Devenir raseteur, mais à quel prix?
Lorsque j’ai visionné le film, plusieurs interrogations me sont venues en tête, parmi lesquelles je me suis demandé plus d’une fois pourquoi ces jeunes gens avaient choisi ce «métier beaucoup trop dangereux et ingrat» – et pas si bien rémunéré en plus – au sein duquel ils risquent leur vie jour après jour afin d’offrir un spectacle à un public fidèle.
«Ça sort pas mal de jeunes des quartiers», entend-on à un moment du film. Cette simple phrase m’a fait réaliser le sentiment d’élévation que ces raseteurs doivent ressentir à pratiquer ce métier dans lequel ils s’accomplissent et tentent constamment de se surpasser. Or, il y a toujours une part de risques, soit d’être blessé, ce qui arrive régulièrement, ou bien de subir le regard de l’autre sur soi, ce qui arrive trop souvent, encore de nos jours.
Jérémie Battaglia, lorsqu’on a abordé la thématique du racisme qui traverse son film à l’instar d’un fil d’Ariane, m’a remis en mémoire un moment frappant du film: «Il y a une scène où Belkacem parle avec un manadier après une course, et ce moment, volé à l’improviste, me touche beaucoup, car ce Monsieur est plein de bonnes intentions, mais ce qu’il dit, “fais-toi discret, ne sois pas comme tu es”, en gros, “reste dans le rang”, c’est quand même super violent de dire ça.»

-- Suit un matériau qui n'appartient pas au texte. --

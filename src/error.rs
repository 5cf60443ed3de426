//! Unified error type for all namedlog operations.

use std::path::PathBuf;

/// Error type for namedlog operations.
#[derive(Debug)]
pub enum Error {
    /// The log file could not be opened or written.
    Io(std::io::Error),
    /// Renaming an oversized log file aside failed.
    Rotation {
        /// File that should have been rotated.
        path: PathBuf,
        /// Underlying rename failure.
        source: std::io::Error,
    },
    /// A writer was asked to log without a target file.
    EmptyPath,
    /// A logger with this name is already registered.
    DuplicateLogger(String),
    /// No logger is registered under this name.
    LoggerNotFound(String),
    /// Invalid log level string.
    InvalidLevel(String),
    /// Invalid size string (e.g. `"10Q"`).
    InvalidSize(String),
    /// TOML config parsing error.
    ConfigParse(toml::de::Error),
    /// JSON config parsing error.
    JsonParse(serde_json::Error),
    /// Config directory not found.
    ConfigDirNotFound,
}

/// Coarse grouping of [`Error`] variants.
#[derive(Debug, Clone, Copy, PartialEq, Eq)]
pub enum ErrorKind {
    /// Bad input: empty path, duplicate name, unparsable config.
    Configuration,
    /// The referenced logger does not exist.
    NotFound,
    /// The filesystem refused an open, write or rename.
    Io,
}

impl Error {
    /// Which of the three failure families this error belongs to.
    #[must_use]
    pub const fn kind(&self) -> ErrorKind {
        match self {
            Self::Io(_) | Self::Rotation { .. } => ErrorKind::Io,
            Self::LoggerNotFound(_) => ErrorKind::NotFound,
            Self::EmptyPath
            | Self::DuplicateLogger(_)
            | Self::InvalidLevel(_)
            | Self::InvalidSize(_)
            | Self::ConfigParse(_)
            | Self::JsonParse(_)
            | Self::ConfigDirNotFound => ErrorKind::Configuration,
        }
    }
}

impl std::fmt::Display for Error {
    fn fmt(&self, f: &mut std::fmt::Formatter<'_>) -> std::fmt::Result {
        match self {
            Self::Io(e) => write!(f, "I/O error: {e}"),
            Self::Rotation { path, source } => {
                write!(f, "failed to rotate {}: {source}", path.display())
            }
            Self::EmptyPath => write!(f, "log file path is empty"),
            Self::DuplicateLogger(name) => write!(f, "logger already registered: {name}"),
            Self::LoggerNotFound(name) => write!(f, "logger not registered: {name}"),
            Self::InvalidLevel(level) => write!(f, "invalid log level: {level}"),
            Self::InvalidSize(size) => write!(f, "invalid size: {size}"),
            Self::ConfigParse(e) => write!(f, "parse error: {e}"),
            Self::JsonParse(e) => write!(f, "JSON parse error: {e}"),
            Self::ConfigDirNotFound => write!(f, "config directory not found"),
        }
    }
}

impl std::error::Error for Error {
    fn source(&self) -> Option<&(dyn std::error::Error + 'static)> {
        match self {
            Self::Io(e) | Self::Rotation { source: e, .. } => Some(e),
            Self::ConfigParse(e) => Some(e),
            Self::JsonParse(e) => Some(e),
            _ => None,
        }
    }
}

impl From<std::io::Error> for Error {
    fn from(e: std::io::Error) -> Self {
        Self::Io(e)
    }
}

impl From<toml::de::Error> for Error {
    fn from(e: toml::de::Error) -> Self {
        Self::ConfigParse(e)
    }
}

impl From<serde_json::Error> for Error {
    fn from(e: serde_json::Error) -> Self {
        Self::JsonParse(e)
    }
}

Et il ajoute: «Bref, si tu veux gagner, si tu veux être aimé, ne sois pas Arabe. En gros, c’est ce qu’il lui dit. Ce n’est pas quelqu’un de méchant, mais le fait de l’entendre dire ça, je trouvais que ça disait beaucoup sur la tension qui règne dans la société.»
Ainsi, même si les raseteurs réussissent à s’accomplir à travers ce sport, aux dépens de leur vie, reste qu’il y a de nombreuses tensions et préjugés qui perdurent à leur égard.

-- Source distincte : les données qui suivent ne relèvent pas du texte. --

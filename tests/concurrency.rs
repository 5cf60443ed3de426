//! Tests for concurrent logging through one registry.

use namedlog::writer::line;
use namedlog::{GlobalLock, Level, Registry, ShardedLock, WriterStore};
use std::fs;
use std::path::Path;
use std::sync::Arc;
use std::thread;
use tempfile::TempDir;

const THREADS: usize = 8;
const LINES: usize = 200;

fn assert_well_formed(path: &Path, expected_lines: usize) {
    let content = fs::read_to_string(path).unwrap();
    assert!(content.ends_with('\n'));

    let lines: Vec<&str> = content.lines().collect();
    assert_eq!(lines.len(), expected_lines, "{}", path.display());
    for l in lines {
        let parsed = line::parse(l, true).unwrap_or_else(|| panic!("corrupt line: {l:?}"));
        assert_eq!(parsed.level, Level::Info);
        assert!(parsed.message.starts_with("thread "), "corrupt line: {l:?}");
    }
}

fn distinct_names<S: WriterStore + 'static>(store: S) {
    let tmp = TempDir::new().unwrap();
    let registry = Arc::new(Registry::with_store(store));

    for t in 0..THREADS {
        registry
            .register(&format!("t{t}"), tmp.path().join(format!("t{t}.log")), Level::Info)
            .unwrap();
    }

    let handles: Vec<_> = (0..THREADS)
        .map(|t| {
            let registry = Arc::clone(&registry);
            thread::spawn(move || {
                let name = format!("t{t}");
                for i in 0..LINES {
                    registry
                        .log(&name, &format!("thread {t} line {i}"), Level::Info)
                        .unwrap();
                }
            })
        })
        .collect();
    for handle in handles {
        handle.join().unwrap();
    }

    for t in 0..THREADS {
        assert_well_formed(&tmp.path().join(format!("t{t}.log")), LINES);
    }
}

fn shared_name<S: WriterStore + 'static>(store: S) {
    let tmp = TempDir::new().unwrap();
    let path = tmp.path().join("shared.log");
    let registry = Arc::new(Registry::with_store(store));
    registry.register("shared", &path, Level::Info).unwrap();

    let handles: Vec<_> = (0..THREADS)
        .map(|t| {
            let registry = Arc::clone(&registry);
            thread::spawn(move || {
                for i in 0..LINES {
                    registry
                        .log("shared", &format!("thread {t} line {i}"), Level::Info)
                        .unwrap();
                }
            })
        })
        .collect();
    for handle in handles {
        handle.join().unwrap();
    }

    assert_well_formed(&path, THREADS * LINES);
}

#[test]
fn distinct_names_global_lock() {
    distinct_names(GlobalLock::default());
}

#[test]
fn distinct_names_sharded_lock() {
    distinct_names(ShardedLock::default());
}

#[test]
fn shared_name_global_lock() {
    shared_name(GlobalLock::default());
}

#[test]
fn shared_name_sharded_lock() {
    shared_name(ShardedLock::default());
}

#[test]
fn concurrent_duplicate_registration_has_one_winner() {
    let tmp = TempDir::new().unwrap();
    let registry = Arc::new(Registry::new());

    let handles: Vec<_> = (0..THREADS)
        .map(|t| {
            let registry = Arc::clone(&registry);
            let path = tmp.path().join(format!("race{t}.log"));
            thread::spawn(move || registry.register("race", path, Level::Info).is_ok())
        })
        .collect();
    let winners = handles
        .into_iter()
        .map(|h| h.join().unwrap())
        .filter(|ok| *ok)
        .count();

    assert_eq!(winners, 1);
    assert_eq!(registry.len(), 1);
}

La course camarguaise: un sport à ne pas confondre avec la corrida
Pour celles et ceux qui pensent à tort que les taureaux sont maltraités lors des courses camarguaises à l’instar de la corrida, qui consiste en un duel entre l’homme et le taureau, et souvent à une mise à mort de l’animal, soyez rassuré∙e∙s, car il n’en est rien. «On se bat avec beaucoup d’associations qui sont contre la maltraitance des animaux, et nous on se défend, puisqu’aucune blessure n’est infligée à l’animal», assure Tito Sanchez, l’entraîneur que l’on voit à plusieurs reprises dans le film.

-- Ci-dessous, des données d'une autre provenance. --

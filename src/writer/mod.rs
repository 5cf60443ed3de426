//! A single file-backed log stream: level filtering, timestamping and
//! size-triggered rotation in front of an append-only file.

pub mod line;
pub mod rotation;

use crate::Error;
use crate::internal;
use crate::level::Level;
use chrono::Local;
use std::fmt::Write as _;
use std::fs::OpenOptions;
use std::io::Write;
use std::path::{Path, PathBuf};

/// Default strftime pattern for line timestamps (`2024-03-07-09-05-01`).
pub const DEFAULT_TIMESTAMP_FORMAT: &str = "%Y-%m-%d-%H-%M-%S";

/// What a call to [`LogWriter::write`] did.
#[derive(Debug, Clone, PartialEq, Eq)]
pub enum Written {
    /// The message was below the writer's level and dropped.
    Filtered,
    /// The line was appended. `rotated` holds where the previous file went, if it was rotated first.
    Appended { rotated: Option<PathBuf> },
}

/// Owns one target file and its format and rotation policy.
///
/// Not synchronized: callers serialize access (the registry does this).
#[derive(Debug, Clone)]
pub struct LogWriter {
    file_path: PathBuf,
    level: Level,
    /// Bytes; `<= 0` disables rotation.
    size_limit: i64,
    save_timestamp: bool,
    timestamp_format: String,
    echo: bool,
}

impl Default for LogWriter {
    fn default() -> Self {
        Self::new(PathBuf::new(), Level::default())
    }
}

impl LogWriter {
    /// Creates a writer with timestamps on and no size limit.
    #[must_use]
    pub fn new(file_path: impl Into<PathBuf>, level: Level) -> Self {
        Self {
            file_path: file_path.into(),
            level,
            size_limit: 0,
            save_timestamp: true,
            timestamp_format: DEFAULT_TIMESTAMP_FORMAT.to_string(),
            echo: false,
        }
    }

    #[must_use]
    pub const fn level(&self) -> Level {
        self.level
    }

    /// Display name of the writer's own minimum level.
    #[must_use]
    pub const fn level_name(&self) -> &'static str {
        self.level.as_str()
    }

    pub const fn set_level(&mut self, level: Level) {
        self.level = level;
    }

    #[must_use]
    pub fn file_path(&self) -> &Path {
        &self.file_path
    }

    pub fn set_file_path(&mut self, file_path: impl Into<PathBuf>) {
        self.file_path = file_path.into();
    }

    #[must_use]
    pub const fn size_limit(&self) -> i64 {
        self.size_limit
    }

    pub const fn set_size_limit(&mut self, limit: i64) {
        self.size_limit = limit;
    }

    #[must_use]
    pub const fn save_timestamp(&self) -> bool {
        self.save_timestamp
    }

    pub const fn set_save_timestamp(&mut self, save: bool) {
        self.save_timestamp = save;
    }

    #[must_use]
    pub fn timestamp_format(&self) -> &str {
        &self.timestamp_format
    }

    pub fn set_timestamp_format(&mut self, format: impl Into<String>) {
        self.timestamp_format = format.into();
    }

    #[must_use]
    pub const fn echo(&self) -> bool {
        self.echo
    }

    /// Mirror every written line to stderr as well.
    pub const fn set_echo(&mut self, echo: bool) {
        self.echo = echo;
    }

    /// Filters by level, rotates an oversized file, then appends one line.
    ///
    /// A failed rotation is reported on the diagnostic channel and the line
    /// is appended to the oversized file; the next write retries.
    ///
    /// # Errors
    /// [`Error::EmptyPath`] when no file is configured, [`Error::Io`] when
    /// the file cannot be opened or written.
    pub fn write(&self, message: &str, level: Level) -> Result<Written, Error> {
        if level < self.level {
            return Ok(Written::Filtered);
        }

        if self.file_path.as_os_str().is_empty() {
            return Err(Error::EmptyPath);
        }

        let rotated = match self.rotate_if_needed() {
            Ok(rotated) => rotated,
            Err(e) => {
                internal::warn("WRITER", &e.to_string());
                None
            }
        };

        let timestamp = self.save_timestamp.then(|| self.format_timestamp());
        let mut content = line::compose(timestamp.as_deref(), level, message);

        if self.echo {
            eprintln!("{content}");
        }

        content.push('\n');
        let mut file = OpenOptions::new()
            .create(true)
            .append(true)
            .open(&self.file_path)?;
        file.write_all(content.as_bytes())?;

        Ok(Written::Appended { rotated })
    }

    /// Renames the current file aside when it has reached the size limit.
    ///
    /// # Errors
    /// [`Error::Rotation`] when the rename fails.
    pub fn rotate_if_needed(&self) -> Result<Option<PathBuf>, Error> {
        rotation::rotate_if_needed(&self.file_path, self.size_limit)
    }

    /// Formats "now" with the configured pattern, falling back to the
    /// default pattern when the configured one is not valid strftime.
    fn format_timestamp(&self) -> String {
        let now = Local::now();
        let mut out = String::new();
        if write!(out, "{}", now.format(&self.timestamp_format)).is_ok() {
            return out;
        }

        internal::trace(
            "WRITER",
            &format!("Invalid timestamp format '{}'", self.timestamp_format),
        );
        now.format(DEFAULT_TIMESTAMP_FORMAT).to_string()
    }
}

Bien au contraire, ce sont les raseteurs qui mettent leur vie en danger en se lançant dans l’arène pour offrir un spectacle, puisque le taureau, pour eux, est roi. Comme il est dit dans le film: «On n’est pas là pour triompher en tant qu’hommes; on est là pour montrer comment on apprécie le taureau et faire valoir ce qu’il a de meilleur, en fait».
Bien plus qu’un divertissement, la course camarguaise est un sport extrême, une économie qui fait vivre de nombreux acteurs œuvrant pour cette discipline, et elle permet également à des jeunes issus de l’immigration d’enfin trouver une place dans ce monde, ainsi qu’un sens à leur vie.